(Stored data entries)
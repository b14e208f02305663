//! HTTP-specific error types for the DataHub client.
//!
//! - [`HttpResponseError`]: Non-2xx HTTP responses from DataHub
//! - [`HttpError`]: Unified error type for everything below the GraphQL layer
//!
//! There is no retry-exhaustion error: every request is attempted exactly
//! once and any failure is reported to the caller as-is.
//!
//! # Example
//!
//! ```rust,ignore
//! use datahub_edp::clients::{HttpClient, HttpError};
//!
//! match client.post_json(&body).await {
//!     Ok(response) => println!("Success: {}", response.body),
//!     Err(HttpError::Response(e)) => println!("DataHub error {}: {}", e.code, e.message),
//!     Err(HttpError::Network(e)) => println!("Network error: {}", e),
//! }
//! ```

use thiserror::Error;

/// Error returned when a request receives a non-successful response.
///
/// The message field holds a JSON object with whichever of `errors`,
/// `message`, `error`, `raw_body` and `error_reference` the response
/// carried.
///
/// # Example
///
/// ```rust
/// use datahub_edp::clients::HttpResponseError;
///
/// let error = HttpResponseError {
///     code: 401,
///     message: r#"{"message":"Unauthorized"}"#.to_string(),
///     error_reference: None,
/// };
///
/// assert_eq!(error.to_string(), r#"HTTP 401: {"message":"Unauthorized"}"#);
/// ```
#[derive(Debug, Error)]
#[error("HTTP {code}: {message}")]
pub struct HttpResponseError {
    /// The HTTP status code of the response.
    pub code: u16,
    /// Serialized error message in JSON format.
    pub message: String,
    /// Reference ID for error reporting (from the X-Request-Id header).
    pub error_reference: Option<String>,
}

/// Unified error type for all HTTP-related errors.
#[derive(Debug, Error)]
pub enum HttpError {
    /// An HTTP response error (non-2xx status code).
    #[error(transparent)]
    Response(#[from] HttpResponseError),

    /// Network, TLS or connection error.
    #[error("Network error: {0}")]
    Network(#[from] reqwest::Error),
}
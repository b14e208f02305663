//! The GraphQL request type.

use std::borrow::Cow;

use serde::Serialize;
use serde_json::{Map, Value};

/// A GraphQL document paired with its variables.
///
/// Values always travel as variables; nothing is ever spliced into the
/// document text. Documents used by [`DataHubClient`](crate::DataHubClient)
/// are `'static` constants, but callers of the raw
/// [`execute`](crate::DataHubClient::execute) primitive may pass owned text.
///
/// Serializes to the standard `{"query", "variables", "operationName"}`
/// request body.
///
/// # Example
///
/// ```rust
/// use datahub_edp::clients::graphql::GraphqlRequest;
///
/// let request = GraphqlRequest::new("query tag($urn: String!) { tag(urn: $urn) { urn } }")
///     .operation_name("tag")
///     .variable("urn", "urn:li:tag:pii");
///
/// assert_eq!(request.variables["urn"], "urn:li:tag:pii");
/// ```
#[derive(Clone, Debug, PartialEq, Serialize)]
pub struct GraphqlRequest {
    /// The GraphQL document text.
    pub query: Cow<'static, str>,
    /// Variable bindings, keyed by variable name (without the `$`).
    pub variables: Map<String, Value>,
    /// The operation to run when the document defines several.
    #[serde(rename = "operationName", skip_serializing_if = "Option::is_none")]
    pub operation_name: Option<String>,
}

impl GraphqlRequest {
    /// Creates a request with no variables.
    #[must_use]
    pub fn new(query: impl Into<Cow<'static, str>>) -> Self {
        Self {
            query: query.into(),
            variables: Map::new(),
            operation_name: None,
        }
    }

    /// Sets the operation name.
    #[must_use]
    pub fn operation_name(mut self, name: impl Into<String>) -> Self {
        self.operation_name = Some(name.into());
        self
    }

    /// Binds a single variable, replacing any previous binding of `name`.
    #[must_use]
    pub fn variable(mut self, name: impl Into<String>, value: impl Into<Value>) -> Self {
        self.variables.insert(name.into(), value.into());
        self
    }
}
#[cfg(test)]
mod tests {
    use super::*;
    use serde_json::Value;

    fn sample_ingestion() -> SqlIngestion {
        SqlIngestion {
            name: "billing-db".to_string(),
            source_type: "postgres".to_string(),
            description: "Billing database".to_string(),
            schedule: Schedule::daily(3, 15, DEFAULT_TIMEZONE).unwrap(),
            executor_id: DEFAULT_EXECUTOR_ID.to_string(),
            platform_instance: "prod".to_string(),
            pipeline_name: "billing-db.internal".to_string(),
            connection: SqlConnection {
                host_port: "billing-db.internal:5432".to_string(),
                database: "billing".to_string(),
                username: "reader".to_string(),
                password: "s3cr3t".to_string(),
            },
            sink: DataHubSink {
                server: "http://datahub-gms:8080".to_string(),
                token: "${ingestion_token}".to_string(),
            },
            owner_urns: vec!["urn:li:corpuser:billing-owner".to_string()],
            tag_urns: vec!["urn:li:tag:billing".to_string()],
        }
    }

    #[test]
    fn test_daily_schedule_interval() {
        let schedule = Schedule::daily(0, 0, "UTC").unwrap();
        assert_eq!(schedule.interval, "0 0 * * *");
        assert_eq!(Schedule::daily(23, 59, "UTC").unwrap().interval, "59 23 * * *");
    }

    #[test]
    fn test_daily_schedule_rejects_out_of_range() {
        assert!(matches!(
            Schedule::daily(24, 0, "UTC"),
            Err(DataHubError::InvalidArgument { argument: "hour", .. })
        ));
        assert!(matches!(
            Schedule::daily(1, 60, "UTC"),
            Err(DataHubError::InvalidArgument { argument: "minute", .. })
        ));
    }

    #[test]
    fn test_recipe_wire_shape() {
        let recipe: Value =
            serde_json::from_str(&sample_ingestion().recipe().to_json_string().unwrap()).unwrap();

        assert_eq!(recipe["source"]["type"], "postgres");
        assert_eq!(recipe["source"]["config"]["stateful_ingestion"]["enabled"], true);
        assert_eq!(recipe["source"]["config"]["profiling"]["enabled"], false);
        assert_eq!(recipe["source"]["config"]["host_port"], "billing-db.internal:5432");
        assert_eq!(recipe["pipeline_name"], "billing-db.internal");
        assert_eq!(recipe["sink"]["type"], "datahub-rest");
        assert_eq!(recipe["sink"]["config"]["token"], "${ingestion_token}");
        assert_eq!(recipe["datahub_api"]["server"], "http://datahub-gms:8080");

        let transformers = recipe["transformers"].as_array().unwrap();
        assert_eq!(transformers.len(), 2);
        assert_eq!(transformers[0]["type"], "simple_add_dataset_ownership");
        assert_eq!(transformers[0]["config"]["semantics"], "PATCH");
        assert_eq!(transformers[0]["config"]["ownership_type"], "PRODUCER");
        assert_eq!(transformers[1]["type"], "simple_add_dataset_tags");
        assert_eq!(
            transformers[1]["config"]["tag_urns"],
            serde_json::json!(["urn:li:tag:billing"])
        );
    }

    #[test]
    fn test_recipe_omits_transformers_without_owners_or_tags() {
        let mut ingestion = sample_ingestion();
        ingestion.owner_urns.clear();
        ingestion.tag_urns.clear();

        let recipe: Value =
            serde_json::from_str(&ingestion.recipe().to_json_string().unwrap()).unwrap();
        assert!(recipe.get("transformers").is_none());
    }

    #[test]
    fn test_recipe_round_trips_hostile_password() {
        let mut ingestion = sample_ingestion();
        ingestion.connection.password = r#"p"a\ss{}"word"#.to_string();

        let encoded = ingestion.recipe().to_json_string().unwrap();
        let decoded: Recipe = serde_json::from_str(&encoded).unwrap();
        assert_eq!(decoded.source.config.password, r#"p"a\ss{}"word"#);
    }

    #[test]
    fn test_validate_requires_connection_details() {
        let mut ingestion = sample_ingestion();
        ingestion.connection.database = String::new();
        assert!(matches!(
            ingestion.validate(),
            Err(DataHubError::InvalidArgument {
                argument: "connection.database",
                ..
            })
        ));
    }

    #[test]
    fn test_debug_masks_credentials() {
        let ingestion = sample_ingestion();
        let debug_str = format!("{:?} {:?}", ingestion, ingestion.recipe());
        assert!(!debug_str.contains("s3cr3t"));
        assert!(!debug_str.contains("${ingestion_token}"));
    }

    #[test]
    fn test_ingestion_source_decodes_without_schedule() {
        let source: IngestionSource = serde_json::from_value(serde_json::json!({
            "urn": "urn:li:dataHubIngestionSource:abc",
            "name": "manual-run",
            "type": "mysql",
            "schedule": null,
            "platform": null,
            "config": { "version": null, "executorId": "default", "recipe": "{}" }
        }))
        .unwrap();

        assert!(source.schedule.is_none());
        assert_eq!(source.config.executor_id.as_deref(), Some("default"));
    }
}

PROBLEM DESCRIPTION – In the entries above, find every line with the word "variables" and list it.

EXERCISE RESULT –
/// A GraphQL document paired with its variables.
/// Values always travel as variables; nothing is ever spliced into the
/// Serializes to the standard `{"query", "variables", "operationName"}`
/// assert_eq!(request.variables["urn"], "urn:li:tag:pii");
    pub variables: Map<String, Value>,
    /// Creates a request with no variables.
            variables: Map::new(),
        self.variables.insert(name.into(), value.into());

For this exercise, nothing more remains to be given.